Work health and safety (WHS) laws are largely harmonised across Australia through a set of uniform laws (the model WHS laws). All states and territories other than Victoria have implemented the model WHS laws. Victoria has similar duties under its Occupational Health and Safety Act 2004 (Vic).
Under these WHS laws, a person conducting a business or undertaking (PCBU) must manage the risk of psychosocial hazards in the workplace. For workers, the main PCBU is usually their employer.
A psychological hazard is a hazard that arises from or in relation to the design or management of work, the working environment, plant at a workplace, or workplace interactions or behaviours that may cause psychological and/or physical harm. Workplace psychosocial hazards are related to the psychological and social conditions of a workplace rather than just the physical conditions.
Common psychosocial hazards at work include (but are not limited to) low job control, poor organisational change management, remote or isolated work, poor physical environment, violence and aggression, bullying, harassment (including sexual harassment), and poor workplace relationships and interactions. Violence, bullying and harassment are, unfortunately, some of the more common psychosocial hazards that ANMF members face.
In December 2018, Marie Boland published the Review of the Model Work Health and Safety Laws Final Report (Boland Report) at the request of Safe Work Australia. Its second of 34 recommendations was that regulations deal with psychological health. This recommendation was widely supported by the Australian union movement, leading WHS academics and WHS professional bodies.
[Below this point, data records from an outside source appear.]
impl ForkExecutor {
    pub fn new(
        storage: Arc<dyn StorageAdapter>,
        cache: Arc<dyn CacheAdapter>,
        bus: Arc<EventBus>,
        execution: Arc<dyn ExecutionAdapter>,
        llm: Arc<dyn LlmAdapter>,
        config: ForkConfig,
    ) -> Self {
        Self { storage, cache, bus, execution, llm, config }
    }

    /// `forkAutoAgent` (spec §4.7 steps 1-5).
    pub async fn fork_auto_agent(&self, req: ForkRequest) -> Result<ForkTaskId> {
        let depth = req.current_depth + 1;
        if depth > self.config.max_depth {
            return Err(Error::ForkDepthExceeded(format!(
                "current depth {} + 1 exceeds configured max depth {}",
                req.current_depth, self.config.max_depth
            )));
        }

        self.acquire_fork_slot().await?;

        let context_summary = self.compress(&req.context_summary, self.config.compression_threshold_chars).await;

        let task = ForkAgentTask {
            id: ForkTaskId::new(),
            parent_session_id: req.parent_session_id,
            parent_step_id: req.parent_step_id,
            goal: req.goal.clone(),
            context_summary,
            depth,
            max_steps: self.config.max_steps,
            timeout_secs: self.config.timeout_secs,
            status: ForkTaskStatus::Pending,
            result_summary: None,
            error: None,
            steps_executed: 0,
            tokens_used: 0,
            tool_calls: 0,
            retry_count: 0,
            sub_session_id: None,
            created_at: chrono::Utc::now(),
        };
        self.storage.create_fork_task(task.clone()).await?;
        self.bus.publish(events::subagent::started(&task.id.to_string())).await;

        let spec = SubAgentSpec {
            goal: task.goal.clone(),
            context_summary: task.context_summary.clone(),
            parent_session_id: task.parent_session_id,
            parent_step_id: task.parent_step_id,
            current_depth: req.current_depth,
            max_steps: task.max_steps,
            timeout_secs: task.timeout_secs,
            user_id: req.user_id,
            organization_id: req.organization_id,
        };

        if let Err(e) = self.execution.execute_sub_agent(task.id, spec).await {
            let mut failed = task.clone();
            failed.status = ForkTaskStatus::Failed;
            failed.error = Some(e.to_string());
            self.storage.update_fork_task(failed).await?;
            self.bus.publish(events::subagent::failed(&task.id.to_string(), &e.to_string())).await;
            self.release_fork_slot().await;
            return Err(e);
        }

        Ok(task.id)
    }

    /// Blocks (via the execution adapter) until the sub-agent reaches a
    /// terminal state, then persists the compressed result (spec §4.7 step
    /// 6). Returns the task's error message for `failed`/`timeout`.
    pub async fn wait_for_sub_agent(&self, task_id: ForkTaskId) -> Result<ForkAgentTask> {
        let timeout = Duration::from_secs(self.config.timeout_secs);
        let outcome = self.execution.wait_for_completion(task_id, timeout).await;
        let mut task = self
            .storage
            .get_fork_task(task_id)
            .await?
            .ok_or_else(|| Error::NotFound(format!("fork task {task_id}")))?;

        let result = match outcome {
            Ok(outcome) => {
                let compressed = self.compress(&outcome.result_summary, self.config.compression_threshold_chars).await;
                task.status = ForkTaskStatus::Completed;
                task.result_summary = Some(compressed);
                task.steps_executed = outcome.steps_executed;
                task.tokens_used = outcome.tokens_used;
                task.tool_calls = outcome.tool_calls;
                task.sub_session_id = Some(outcome.sub_session_id);
                self.storage.update_fork_task(task.clone()).await?;
                self.bus.publish(events::subagent::completed(&task_id.to_string())).await;
                Ok(task)
            }
            Err(e) => {
                task.status = if matches!(e, Error::TaskTimeout) { ForkTaskStatus::Timeout } else { ForkTaskStatus::Failed };
                task.error = Some(e.to_string());
                self.storage.update_fork_task(task.clone()).await?;
                self.bus.publish(events::subagent::failed(&task_id.to_string(), &e.to_string())).await;
                Err(e)
            }
        };
        self.release_fork_slot().await;
        result
    }

    /// Marks a sub-agent `failed` with reason "cancelled" and asks the
    /// execution adapter to propagate cancellation (spec §5 "Cancellation").
    /// No-op if the task already reached a terminal state.
    pub async fn cancel_sub_agent(&self, task_id: ForkTaskId) -> Result<()> {
        let Some(mut task) = self.storage.get_fork_task(task_id).await? else {
            return Err(Error::NotFound(format!("fork task {task_id}")));
        };
        if task.status.is_terminal() {
            return Ok(());
        }
        task.status = ForkTaskStatus::Failed;
        task.error = Some("cancelled".to_string());
        self.storage.update_fork_task(task).await?;
        self.execution.cancel_sub_agent(task_id).await?;
        self.bus.publish(events::subagent::failed(&task_id.to_string(), "cancelled")).await;
        self.release_fork_slot().await;
        Ok(())
    }

    pub async fn get_sub_agents(&self, parent_session_id: SessionId) -> Result<Vec<ForkAgentTask>> {
        self.storage.list_fork_tasks(parent_session_id).await
    }

    pub async fn get_parent_session(&self, session_id: SessionId) -> Result<Option<Session>> {
        let Some(session) = self.storage.get_session(session_id).await? else { return Ok(None) };
        match session.parent_session_id {
            Some(parent_id) => self.storage.get_session(parent_id).await,
            None => Ok(None),
        }
    }

    /// LLM-summarize text above `max_len`, falling back to truncation with
    /// an ellipsis when the LLM call itself fails (spec §4.7 step 2, and
    /// symmetrically `compressResult` in step 6).
    async fn compress(&self, text: &str, max_len: usize) -> String {
        if text.chars().count() <= max_len {
            return text.to_string();
        }
        let prompt = format!("Summarize the following in under {max_len} characters:\n\n{text}");
        match self.llm.call(&prompt, &LlmCallOptions::default()).await {
            Ok(response) => truncate(&response.text, max_len),
            Err(e) => {
                warn!(error = %e, "context compression via LLM failed, falling back to truncation");
                truncate(text, max_len)
            }
        }
    }

    async fn acquire_fork_slot(&self) -> Result<()> {
        let deadline = tokio::time::Instant::now() + Duration::from_secs(self.config.queue_timeout_secs);
        loop {
            let count = self.cache.increment(ACTIVE_FORKS_KEY, 1).await?;
            if count as usize <= self.config.max_concurrent {
                return Ok(());
            }
            self.cache.decrement(ACTIVE_FORKS_KEY, 1).await?;
            if tokio::time::Instant::now() >= deadline {
                return Err(Error::Transient("fork queue timeout exceeded, too many concurrent sub-agents".to_string()));
            }
            info!("fork slot unavailable, queueing");
            tokio::time::sleep(Duration::from_millis(100)).await;
        }
    }

    async fn release_fork_slot(&self) {
        let _ = self.cache.decrement(ACTIVE_FORKS_KEY, 1).await;
    }
}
The Boland Report identified that whilst bullying and harassment were widely recognised as psychosocial hazards, these psychosocial hazards were often dealt with on an individual basis, with “…diversion into grievance processes and the removal of the original basis for the complaint from any assessment of the broader WHS organisational safety culture.”1
The majority of states and territories have now implemented regulations concerning psychosocial hazards. However, Victoria, the Australian Capital Territory and South Australia are yet to do so. The Commonwealth government has also yet to finalise a code with respect to those workers in the Comcare WHS scheme (Australian Public Service [APS] and a few private sector employers).
Jurisdictions that have updated their WHS laws to specifically include psychosocial hazards have also developed codes of practice. NSW was the first to have a code of practice, which came into operation on 28 May 2021.
The current codes include:
- Code of Practice: Managing psychosocial hazards at work (NSW)
- Managing the risk of psychosocial hazards at work Code of Practice 2022 (Queensland)
- Model Code of Practice: Managing psychosocial hazards at work (NT and Tasmania)
- Code of Practice: Psychosocial hazards in the workplace (Western Australia)
These codes of practice are especially useful for employers and workers because they provide practical examples of hazards and ways to address them.
An example scenario in the NSW code deals with a situation in a healthcare setting where an emergency department in a public hospital triages people requiring mental healthcare.2 It identifies the psychosocial hazards as role overload, exposure to traumatic events and occupational violence. It then suggests controls, reviews, and improves mechanisms based on the NSW code.
The codes are not the same in content. For example, the Queensland code mandates that the hierarchy of controls must be followed if it is not reasonably practicable to eliminate psychosocial risk.3 Other codes do not do this. The hierarchy of control is a detailed system for controlling WHS risks in the workplace. It ranks risk controls from the highest level of protection and reliability to the lowest and least reliable protection.
PCBUs are legally obliged to consult with workers when managing psychosocial hazards. A PCBU must consult workers who carry out work for them and their health and safety representative(s) (HSR(s).
Consultation involves sharing information, giving affected workers reasonable opportunities to express views, taking those views into account before making decisions on WHS matters, and advising workers of the consultation’s outcomes in a timely and appropriate manner.
ANMF members working in jurisdictions with a psychosocial hazards code of practice should familiarise themselves with the content of the code. Bring the code to the attention of your HSR and/or your health and safety committee. The code could be an important new tool to assist in making your workplace safer.